Saved data entries →
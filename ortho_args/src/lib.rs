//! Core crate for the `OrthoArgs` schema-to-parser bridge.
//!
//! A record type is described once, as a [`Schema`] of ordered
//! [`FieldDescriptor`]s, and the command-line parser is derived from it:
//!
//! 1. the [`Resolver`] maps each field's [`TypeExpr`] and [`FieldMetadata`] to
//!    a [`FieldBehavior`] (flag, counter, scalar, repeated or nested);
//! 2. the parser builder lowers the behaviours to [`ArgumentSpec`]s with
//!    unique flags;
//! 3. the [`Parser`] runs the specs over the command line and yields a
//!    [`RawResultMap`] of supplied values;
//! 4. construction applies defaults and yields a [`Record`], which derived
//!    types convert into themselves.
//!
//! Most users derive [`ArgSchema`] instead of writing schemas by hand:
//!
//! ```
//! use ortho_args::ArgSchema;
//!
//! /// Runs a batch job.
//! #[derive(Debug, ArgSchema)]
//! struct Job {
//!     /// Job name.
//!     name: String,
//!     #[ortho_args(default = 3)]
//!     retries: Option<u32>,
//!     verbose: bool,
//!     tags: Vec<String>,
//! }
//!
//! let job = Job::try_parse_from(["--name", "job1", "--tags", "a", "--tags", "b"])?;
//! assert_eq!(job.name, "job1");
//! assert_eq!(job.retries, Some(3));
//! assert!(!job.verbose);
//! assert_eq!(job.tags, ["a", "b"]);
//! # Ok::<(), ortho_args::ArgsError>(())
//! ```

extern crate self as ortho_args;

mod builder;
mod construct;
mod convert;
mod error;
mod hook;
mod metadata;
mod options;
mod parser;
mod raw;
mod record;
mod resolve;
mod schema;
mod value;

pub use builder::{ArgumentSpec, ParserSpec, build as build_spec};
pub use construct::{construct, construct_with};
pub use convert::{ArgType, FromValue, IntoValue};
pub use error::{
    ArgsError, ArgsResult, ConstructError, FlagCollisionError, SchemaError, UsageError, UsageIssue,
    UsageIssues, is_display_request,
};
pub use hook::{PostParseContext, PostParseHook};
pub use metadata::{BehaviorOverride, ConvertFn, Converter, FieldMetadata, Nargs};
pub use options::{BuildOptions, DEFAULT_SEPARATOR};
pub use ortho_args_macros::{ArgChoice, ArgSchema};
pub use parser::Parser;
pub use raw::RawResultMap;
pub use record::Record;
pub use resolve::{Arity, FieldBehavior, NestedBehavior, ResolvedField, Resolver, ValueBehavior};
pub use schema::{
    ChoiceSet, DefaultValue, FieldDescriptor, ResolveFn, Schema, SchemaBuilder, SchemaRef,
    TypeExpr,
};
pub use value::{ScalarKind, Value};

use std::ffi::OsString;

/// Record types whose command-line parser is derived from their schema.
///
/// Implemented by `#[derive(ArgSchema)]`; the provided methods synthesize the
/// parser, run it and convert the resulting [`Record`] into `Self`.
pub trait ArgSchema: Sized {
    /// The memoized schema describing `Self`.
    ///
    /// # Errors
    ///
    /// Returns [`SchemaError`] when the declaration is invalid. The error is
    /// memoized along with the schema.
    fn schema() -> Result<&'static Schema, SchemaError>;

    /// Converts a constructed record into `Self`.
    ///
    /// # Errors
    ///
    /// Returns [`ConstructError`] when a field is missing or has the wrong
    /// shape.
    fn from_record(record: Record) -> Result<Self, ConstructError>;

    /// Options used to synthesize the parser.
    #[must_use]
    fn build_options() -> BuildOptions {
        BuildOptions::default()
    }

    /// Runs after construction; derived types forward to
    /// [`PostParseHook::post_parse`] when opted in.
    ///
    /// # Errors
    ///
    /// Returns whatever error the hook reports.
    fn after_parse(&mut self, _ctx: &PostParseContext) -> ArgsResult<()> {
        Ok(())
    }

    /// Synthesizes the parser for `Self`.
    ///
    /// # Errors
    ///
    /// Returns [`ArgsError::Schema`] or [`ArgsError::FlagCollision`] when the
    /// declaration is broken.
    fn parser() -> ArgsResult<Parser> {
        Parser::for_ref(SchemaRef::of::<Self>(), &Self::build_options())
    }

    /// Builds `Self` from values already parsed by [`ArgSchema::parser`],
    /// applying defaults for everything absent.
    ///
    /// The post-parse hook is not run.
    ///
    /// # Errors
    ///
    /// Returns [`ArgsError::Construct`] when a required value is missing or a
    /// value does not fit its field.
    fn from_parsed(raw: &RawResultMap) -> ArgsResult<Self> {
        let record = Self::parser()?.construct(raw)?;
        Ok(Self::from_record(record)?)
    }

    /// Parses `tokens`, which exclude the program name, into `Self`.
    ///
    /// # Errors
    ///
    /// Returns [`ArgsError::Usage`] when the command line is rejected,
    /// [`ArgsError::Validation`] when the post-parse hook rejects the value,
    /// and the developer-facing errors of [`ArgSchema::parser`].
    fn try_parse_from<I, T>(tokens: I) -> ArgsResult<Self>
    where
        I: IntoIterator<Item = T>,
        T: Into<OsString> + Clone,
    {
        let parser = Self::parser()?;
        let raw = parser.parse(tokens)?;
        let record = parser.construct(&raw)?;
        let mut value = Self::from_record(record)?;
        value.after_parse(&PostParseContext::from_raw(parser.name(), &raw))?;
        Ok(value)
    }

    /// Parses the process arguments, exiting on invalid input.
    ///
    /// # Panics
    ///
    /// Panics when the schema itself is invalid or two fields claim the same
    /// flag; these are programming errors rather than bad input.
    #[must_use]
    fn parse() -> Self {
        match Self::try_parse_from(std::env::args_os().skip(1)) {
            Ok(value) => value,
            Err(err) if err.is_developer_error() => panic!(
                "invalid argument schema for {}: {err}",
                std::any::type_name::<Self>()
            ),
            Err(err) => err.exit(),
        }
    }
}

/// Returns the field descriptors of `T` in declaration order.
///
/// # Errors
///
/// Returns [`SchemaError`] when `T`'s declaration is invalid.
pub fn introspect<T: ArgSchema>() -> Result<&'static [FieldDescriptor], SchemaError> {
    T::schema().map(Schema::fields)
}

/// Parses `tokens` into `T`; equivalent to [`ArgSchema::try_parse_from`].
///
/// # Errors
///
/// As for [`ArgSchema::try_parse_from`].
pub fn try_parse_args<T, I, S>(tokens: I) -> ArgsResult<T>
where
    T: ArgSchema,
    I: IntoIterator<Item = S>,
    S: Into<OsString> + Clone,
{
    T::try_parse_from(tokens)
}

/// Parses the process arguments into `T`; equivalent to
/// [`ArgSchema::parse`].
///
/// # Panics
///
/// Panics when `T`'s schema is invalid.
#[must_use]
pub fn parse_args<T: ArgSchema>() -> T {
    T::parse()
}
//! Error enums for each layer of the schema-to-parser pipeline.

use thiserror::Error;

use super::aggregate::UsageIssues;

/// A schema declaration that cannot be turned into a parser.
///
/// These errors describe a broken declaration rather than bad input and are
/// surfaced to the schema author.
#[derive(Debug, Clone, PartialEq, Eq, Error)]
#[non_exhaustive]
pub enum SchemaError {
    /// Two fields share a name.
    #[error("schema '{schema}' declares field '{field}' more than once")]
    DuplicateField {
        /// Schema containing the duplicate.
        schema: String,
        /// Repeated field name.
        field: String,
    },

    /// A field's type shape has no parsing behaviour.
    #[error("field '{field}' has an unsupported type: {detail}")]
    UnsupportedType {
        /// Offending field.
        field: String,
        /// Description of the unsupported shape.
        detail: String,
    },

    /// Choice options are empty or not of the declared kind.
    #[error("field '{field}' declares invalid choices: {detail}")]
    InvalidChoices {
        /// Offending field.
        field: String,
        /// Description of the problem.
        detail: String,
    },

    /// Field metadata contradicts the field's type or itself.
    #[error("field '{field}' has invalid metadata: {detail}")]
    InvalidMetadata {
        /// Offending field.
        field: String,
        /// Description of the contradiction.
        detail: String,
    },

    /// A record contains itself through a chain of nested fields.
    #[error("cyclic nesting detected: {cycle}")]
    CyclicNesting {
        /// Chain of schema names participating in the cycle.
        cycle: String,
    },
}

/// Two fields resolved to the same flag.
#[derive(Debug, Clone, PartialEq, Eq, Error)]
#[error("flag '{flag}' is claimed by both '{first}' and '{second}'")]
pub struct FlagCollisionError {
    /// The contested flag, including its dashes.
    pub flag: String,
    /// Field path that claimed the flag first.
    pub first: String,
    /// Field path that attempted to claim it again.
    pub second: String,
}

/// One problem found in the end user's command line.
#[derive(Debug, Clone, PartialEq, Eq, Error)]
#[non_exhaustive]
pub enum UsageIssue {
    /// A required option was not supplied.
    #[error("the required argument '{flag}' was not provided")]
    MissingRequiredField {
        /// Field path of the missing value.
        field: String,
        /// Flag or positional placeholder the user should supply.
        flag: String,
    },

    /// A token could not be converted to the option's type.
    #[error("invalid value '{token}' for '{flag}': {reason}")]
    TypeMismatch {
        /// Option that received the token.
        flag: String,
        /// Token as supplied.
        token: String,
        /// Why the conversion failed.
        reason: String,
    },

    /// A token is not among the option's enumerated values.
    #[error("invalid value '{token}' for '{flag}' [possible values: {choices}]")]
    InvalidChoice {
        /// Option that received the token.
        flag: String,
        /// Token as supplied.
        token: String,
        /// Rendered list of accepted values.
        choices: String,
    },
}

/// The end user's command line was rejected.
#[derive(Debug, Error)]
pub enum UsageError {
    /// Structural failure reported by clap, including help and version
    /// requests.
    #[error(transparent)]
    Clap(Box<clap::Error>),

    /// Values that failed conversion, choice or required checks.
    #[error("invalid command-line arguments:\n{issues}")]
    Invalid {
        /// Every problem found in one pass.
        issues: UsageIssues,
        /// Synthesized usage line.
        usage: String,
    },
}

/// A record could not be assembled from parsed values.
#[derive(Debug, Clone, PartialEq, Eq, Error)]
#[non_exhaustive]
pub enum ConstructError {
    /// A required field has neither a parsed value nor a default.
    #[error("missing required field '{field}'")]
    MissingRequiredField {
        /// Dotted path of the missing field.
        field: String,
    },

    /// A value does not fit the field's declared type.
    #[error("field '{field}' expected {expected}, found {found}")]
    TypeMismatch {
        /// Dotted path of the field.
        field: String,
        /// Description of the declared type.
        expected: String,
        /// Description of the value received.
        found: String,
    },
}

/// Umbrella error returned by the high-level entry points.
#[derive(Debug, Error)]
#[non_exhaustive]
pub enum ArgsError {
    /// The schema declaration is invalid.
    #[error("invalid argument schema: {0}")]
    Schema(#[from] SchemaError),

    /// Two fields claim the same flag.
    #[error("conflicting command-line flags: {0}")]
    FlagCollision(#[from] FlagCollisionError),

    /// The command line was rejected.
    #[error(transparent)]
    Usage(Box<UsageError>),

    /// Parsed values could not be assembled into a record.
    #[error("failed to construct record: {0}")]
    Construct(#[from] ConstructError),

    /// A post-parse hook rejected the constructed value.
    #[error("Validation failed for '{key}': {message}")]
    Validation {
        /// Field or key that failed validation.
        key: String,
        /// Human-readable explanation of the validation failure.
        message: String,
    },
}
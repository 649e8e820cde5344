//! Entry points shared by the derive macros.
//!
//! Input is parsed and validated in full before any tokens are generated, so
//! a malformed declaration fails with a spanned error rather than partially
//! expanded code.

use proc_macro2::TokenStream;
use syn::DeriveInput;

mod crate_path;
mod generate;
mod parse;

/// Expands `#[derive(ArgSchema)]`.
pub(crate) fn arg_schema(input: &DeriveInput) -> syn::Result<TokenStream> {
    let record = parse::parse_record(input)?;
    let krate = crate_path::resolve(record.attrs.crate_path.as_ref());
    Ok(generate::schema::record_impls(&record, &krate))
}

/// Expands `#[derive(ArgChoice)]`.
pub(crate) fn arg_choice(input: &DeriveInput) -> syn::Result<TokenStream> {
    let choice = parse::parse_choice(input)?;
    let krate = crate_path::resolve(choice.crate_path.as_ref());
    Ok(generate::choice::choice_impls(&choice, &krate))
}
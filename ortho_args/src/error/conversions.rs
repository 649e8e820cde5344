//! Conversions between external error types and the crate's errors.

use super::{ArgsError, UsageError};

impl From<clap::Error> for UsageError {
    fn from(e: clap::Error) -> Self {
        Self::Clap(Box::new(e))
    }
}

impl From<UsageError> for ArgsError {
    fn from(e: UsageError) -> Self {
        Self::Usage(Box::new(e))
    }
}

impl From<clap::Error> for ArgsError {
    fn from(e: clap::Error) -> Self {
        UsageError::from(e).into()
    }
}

---

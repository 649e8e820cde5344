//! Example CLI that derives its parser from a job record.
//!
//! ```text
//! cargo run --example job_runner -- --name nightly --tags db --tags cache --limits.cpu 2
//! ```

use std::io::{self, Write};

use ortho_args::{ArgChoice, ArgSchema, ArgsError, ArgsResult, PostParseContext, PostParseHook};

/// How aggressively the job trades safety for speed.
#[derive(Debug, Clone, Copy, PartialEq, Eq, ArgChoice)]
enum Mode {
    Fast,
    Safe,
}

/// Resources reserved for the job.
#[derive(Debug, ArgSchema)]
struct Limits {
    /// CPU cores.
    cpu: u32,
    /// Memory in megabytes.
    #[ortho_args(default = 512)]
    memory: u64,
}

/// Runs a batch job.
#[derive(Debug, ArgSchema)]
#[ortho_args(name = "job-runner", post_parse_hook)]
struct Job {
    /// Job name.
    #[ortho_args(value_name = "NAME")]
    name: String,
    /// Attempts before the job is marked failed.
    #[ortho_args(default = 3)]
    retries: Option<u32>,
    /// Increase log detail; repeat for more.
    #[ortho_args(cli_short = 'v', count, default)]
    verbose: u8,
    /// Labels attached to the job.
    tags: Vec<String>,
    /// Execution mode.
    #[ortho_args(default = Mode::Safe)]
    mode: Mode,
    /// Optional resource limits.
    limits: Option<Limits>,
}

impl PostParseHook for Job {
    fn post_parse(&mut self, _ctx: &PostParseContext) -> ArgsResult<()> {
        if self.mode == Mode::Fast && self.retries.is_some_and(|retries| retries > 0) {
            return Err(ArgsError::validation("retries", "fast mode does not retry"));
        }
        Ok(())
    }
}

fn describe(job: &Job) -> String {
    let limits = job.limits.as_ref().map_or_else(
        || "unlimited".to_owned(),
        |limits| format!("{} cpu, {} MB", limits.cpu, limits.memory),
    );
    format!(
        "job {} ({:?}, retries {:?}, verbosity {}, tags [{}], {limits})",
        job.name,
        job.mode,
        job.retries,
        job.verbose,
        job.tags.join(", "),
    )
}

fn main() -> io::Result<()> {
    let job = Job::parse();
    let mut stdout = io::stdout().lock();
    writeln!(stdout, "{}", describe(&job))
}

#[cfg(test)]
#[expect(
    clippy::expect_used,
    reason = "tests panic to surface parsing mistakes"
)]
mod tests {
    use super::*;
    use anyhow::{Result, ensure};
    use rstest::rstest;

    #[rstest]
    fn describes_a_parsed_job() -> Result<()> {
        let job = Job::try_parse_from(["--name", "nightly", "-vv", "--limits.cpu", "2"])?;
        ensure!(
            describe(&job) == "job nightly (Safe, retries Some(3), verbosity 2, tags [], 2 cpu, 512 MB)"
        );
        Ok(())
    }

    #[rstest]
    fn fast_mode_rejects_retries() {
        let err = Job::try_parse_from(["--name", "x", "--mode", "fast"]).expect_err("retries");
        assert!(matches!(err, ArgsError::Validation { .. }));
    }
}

==

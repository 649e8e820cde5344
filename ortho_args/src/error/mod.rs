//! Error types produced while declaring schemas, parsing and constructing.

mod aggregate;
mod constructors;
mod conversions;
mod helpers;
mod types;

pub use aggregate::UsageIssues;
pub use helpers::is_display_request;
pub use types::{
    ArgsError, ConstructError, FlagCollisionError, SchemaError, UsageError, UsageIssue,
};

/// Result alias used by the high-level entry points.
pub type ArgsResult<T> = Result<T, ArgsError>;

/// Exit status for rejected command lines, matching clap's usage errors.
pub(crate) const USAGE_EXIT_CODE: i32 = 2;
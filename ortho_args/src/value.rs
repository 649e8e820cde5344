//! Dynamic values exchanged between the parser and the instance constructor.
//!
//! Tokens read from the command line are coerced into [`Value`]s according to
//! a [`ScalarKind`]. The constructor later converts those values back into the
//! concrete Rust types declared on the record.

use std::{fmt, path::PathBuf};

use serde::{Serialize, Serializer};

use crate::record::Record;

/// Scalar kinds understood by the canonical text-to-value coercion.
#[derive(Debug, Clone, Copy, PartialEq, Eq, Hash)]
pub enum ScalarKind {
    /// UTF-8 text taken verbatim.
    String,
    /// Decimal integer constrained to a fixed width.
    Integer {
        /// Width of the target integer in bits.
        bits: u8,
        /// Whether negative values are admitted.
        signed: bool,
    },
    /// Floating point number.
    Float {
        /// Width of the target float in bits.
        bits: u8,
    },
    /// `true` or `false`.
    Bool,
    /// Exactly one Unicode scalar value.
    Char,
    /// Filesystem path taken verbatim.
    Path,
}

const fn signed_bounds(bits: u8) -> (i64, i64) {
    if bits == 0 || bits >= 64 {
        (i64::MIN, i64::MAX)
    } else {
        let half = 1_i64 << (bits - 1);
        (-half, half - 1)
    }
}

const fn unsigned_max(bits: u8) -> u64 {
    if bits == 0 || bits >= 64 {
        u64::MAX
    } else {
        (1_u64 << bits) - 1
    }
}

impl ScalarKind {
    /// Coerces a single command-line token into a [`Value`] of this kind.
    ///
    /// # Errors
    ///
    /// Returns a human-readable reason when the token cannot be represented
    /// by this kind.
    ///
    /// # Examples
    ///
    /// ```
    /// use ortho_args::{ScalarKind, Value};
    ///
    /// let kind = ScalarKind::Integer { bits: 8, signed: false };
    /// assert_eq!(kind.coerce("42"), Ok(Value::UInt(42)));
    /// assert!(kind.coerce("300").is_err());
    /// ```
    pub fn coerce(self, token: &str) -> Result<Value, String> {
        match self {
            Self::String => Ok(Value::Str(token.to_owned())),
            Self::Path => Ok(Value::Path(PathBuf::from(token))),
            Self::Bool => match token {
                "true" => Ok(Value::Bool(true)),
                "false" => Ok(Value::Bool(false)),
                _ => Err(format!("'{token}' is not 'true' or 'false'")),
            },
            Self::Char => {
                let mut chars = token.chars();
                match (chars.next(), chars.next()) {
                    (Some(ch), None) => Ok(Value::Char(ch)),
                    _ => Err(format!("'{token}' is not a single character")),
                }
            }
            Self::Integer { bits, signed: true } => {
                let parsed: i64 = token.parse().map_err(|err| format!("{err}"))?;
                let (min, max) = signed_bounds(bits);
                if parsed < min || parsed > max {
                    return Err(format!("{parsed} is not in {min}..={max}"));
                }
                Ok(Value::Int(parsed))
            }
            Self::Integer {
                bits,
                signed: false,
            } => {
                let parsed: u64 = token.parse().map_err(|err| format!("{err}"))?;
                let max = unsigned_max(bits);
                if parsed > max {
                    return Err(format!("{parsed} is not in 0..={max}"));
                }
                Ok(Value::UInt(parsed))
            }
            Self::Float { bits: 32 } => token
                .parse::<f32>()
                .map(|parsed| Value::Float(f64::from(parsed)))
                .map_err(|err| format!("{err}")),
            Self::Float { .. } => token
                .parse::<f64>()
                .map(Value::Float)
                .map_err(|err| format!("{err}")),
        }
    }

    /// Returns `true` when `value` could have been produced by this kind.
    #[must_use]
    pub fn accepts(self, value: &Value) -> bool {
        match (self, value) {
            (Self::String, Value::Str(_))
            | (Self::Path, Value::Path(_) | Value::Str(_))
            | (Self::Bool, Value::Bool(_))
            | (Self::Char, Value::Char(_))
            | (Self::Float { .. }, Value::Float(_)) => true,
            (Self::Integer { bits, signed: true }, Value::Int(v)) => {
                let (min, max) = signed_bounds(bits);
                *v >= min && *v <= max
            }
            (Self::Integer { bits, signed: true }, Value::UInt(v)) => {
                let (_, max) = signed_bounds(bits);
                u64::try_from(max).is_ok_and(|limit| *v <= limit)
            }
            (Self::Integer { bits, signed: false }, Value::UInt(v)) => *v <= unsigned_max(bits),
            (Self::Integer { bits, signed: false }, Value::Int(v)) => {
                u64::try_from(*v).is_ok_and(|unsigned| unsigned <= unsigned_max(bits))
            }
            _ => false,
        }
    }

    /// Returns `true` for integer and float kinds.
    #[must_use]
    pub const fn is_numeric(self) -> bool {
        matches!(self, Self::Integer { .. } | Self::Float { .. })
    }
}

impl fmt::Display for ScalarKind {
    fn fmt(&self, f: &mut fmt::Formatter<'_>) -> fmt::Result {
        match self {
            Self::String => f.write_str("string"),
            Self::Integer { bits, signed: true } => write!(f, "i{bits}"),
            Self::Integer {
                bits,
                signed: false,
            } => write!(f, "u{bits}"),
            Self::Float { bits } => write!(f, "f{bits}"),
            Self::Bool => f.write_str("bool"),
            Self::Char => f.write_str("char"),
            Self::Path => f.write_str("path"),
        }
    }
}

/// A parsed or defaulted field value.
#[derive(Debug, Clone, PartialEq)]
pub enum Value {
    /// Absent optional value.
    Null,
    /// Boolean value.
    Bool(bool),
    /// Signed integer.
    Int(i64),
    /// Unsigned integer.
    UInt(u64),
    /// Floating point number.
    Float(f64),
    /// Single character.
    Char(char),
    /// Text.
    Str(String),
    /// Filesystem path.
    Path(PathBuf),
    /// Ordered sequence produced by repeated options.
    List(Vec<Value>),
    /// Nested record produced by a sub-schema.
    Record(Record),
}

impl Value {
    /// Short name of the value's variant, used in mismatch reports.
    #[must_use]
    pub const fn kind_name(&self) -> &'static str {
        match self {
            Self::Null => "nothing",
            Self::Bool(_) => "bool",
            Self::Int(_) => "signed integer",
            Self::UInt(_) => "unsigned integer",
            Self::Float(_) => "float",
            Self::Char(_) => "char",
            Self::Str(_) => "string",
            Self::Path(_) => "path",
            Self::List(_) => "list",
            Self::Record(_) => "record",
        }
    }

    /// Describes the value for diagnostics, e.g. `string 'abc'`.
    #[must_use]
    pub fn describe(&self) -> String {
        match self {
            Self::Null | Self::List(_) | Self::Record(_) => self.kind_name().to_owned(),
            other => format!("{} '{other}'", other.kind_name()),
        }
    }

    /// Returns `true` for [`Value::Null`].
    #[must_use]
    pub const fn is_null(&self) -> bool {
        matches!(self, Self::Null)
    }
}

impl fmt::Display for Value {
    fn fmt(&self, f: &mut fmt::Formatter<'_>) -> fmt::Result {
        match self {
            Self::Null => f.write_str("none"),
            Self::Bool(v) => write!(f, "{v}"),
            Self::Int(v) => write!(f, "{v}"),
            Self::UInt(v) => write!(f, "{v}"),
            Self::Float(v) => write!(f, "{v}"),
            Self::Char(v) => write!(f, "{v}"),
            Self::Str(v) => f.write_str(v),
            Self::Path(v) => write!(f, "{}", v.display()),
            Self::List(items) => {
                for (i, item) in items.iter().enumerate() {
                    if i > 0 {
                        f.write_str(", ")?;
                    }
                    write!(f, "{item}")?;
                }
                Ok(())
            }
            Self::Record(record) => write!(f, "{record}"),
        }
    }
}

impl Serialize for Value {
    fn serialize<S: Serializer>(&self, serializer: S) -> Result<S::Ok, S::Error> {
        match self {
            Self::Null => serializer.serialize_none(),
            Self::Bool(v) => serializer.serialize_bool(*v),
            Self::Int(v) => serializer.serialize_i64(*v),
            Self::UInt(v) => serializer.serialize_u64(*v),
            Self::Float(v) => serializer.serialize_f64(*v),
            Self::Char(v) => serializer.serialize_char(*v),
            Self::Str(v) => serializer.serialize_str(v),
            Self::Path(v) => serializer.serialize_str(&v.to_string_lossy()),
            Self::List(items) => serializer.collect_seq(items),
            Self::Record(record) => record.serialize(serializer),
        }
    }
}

TASK PROMPT → Look over the entries above and tally the lines containing the string "ArgChoice"; the answer is that total only.

ANSWER TO THIS PROBLEM → 4